* [Directions for this task]:
Below are the records; restate word for word the lines from the first through the one containing "pub fn new()", and only those.

* [Data to process]:
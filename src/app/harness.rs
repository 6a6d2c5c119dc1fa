use crate::app::config::VerifyOptions;
use crate::domain::error::VerifyError;
use crate::domain::ports::{Inspect, Mock};
use crate::domain::walker::GraphWalker;
use std::marker::PhantomData;
use std::sync::Once;

/// Configured entry point for verifying mocks of type `M`.
///
/// Each call builds its own walker and recorder, so one `Verifier` can be shared between
/// tests running on different threads.
pub struct Verifier<M> {
    options: VerifyOptions,
    _mock: PhantomData<fn() -> M>,
}

impl<M: Mock> Default for Verifier<M> {
    fn default() -> Self {
        Self::new()
    }
}

impl<M: Mock> Verifier<M> {
    pub fn new() -> Self {
        Self::with_options(VerifyOptions::default())
    }

    pub fn with_options(options: VerifyOptions) -> Self {
        Self {
            options,
            _mock: PhantomData,
        }
    }

    /// Verifier configured from the `MOCKWALK_*` environment variables.
    pub fn from_env() -> anyhow::Result<Self> {
        VerifyOptions::from_env().map(Self::with_options)
    }

    pub fn options(&self) -> &VerifyOptions {
        &self.options
    }

    pub fn verify(&self, root: &dyn Inspect) -> Result<(), VerifyError> {
        GraphWalker::<M>::new(self.options.into()).verify(root)
    }
}

/// Check every mock of type `M` reachable from `root`, returning the first failure.
pub fn assert_expectations_for_mocks<M: Mock>(root: &dyn Inspect) -> Result<(), VerifyError> {
    Verifier::<M>::new().verify(root)
}

/// Run a test body and verify the subject it hands back.
///
/// Returning `None` skips verification. A failing mock panics with the full diagnostic,
/// failing the surrounding `#[test]`.
pub fn run_test<M, S, F>(body: F)
where
    M: Mock,
    S: Inspect,
    F: FnOnce() -> Option<S>,
{
    if let Some(subject) = body()
        && let Err(err) = assert_expectations_for_mocks::<M>(&subject)
    {
        panic!("{err}");
    }
}

/// Install a `tracing` subscriber for tests, filtered by `RUST_LOG`. Safe to call repeatedly.
pub fn init_test_tracing() {
    static INIT: Once = Once::new();
    INIT.call_once(|| {
        let _ = tracing_subscriber::fmt()
            .with_env_filter(tracing_subscriber::EnvFilter::from_default_env())
            .with_test_writer()
            .try_init();
    });
}

/// Panic unless every mock of the given type reachable from the subject is satisfied.
///
/// ```ignore
/// assert_mocks!(Mock, &handler);
/// ```
#[macro_export]
macro_rules! assert_mocks {
    ($mock:ty, $root:expr $(,)?) => {
        if let ::std::result::Result::Err(err) =
            $crate::app::harness::assert_expectations_for_mocks::<$mock>($root)
        {
            panic!("{}", err);
        }
    };
}
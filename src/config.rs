use anyhow::{bail, Context, Result};

const DEFAULT_BIND_ADDR: &str = "0.0.0.0:8080";

/// Process configuration, read once from the environment at startup.
#[derive(Debug, Clone)]
pub struct Config {
    /// Bot token used to authenticate outbound sends.
    pub bot_token: String,
    /// Webhook listen address.
    pub bind_addr: String,
}

impl Config {
    /// Reads `BOT_TOKEN` (required) and `BIND_ADDR` (optional).
    pub fn from_env() -> Result<Self> {
        Self::from_vars(
            std::env::var("BOT_TOKEN").ok(),
            std::env::var("BIND_ADDR").ok(),
        )
    }

    /// Pure assembly step, extracted so it can be unit-tested.
    fn from_vars(bot_token: Option<String>, bind_addr: Option<String>) -> Result<Self> {
        let bot_token = bot_token.context("BOT_TOKEN environment variable is not set")?;
        if bot_token.trim().is_empty() {
            bail!("BOT_TOKEN environment variable is empty");
        }
        let bind_addr = bind_addr.unwrap_or_else(|| DEFAULT_BIND_ADDR.to_string());
        Ok(Self {
            bot_token,
            bind_addr,
        })
    }
}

* [Solution to this task]:
filename src/app/harness.rs
repository 6a6d2c5c119dc1fa
use crate::app::config::VerifyOptions;
use crate::domain::error::VerifyError;
use crate::domain::ports::{Inspect, Mock};
use crate::domain::walker::GraphWalker;
use std::marker::PhantomData;
use std::sync::Once;

/// Configured entry point for verifying mocks of type `M`.
///
/// Each call builds its own walker and recorder, so one `Verifier` can be shared between
/// tests running on different threads.
pub struct Verifier<M> {
    options: VerifyOptions,
    _mock: PhantomData<fn() -> M>,
}

impl<M: Mock> Default for Verifier<M> {
    fn default() -> Self {
        Self::new()
    }
}

impl<M: Mock> Verifier<M> {
    pub fn new() -> Self {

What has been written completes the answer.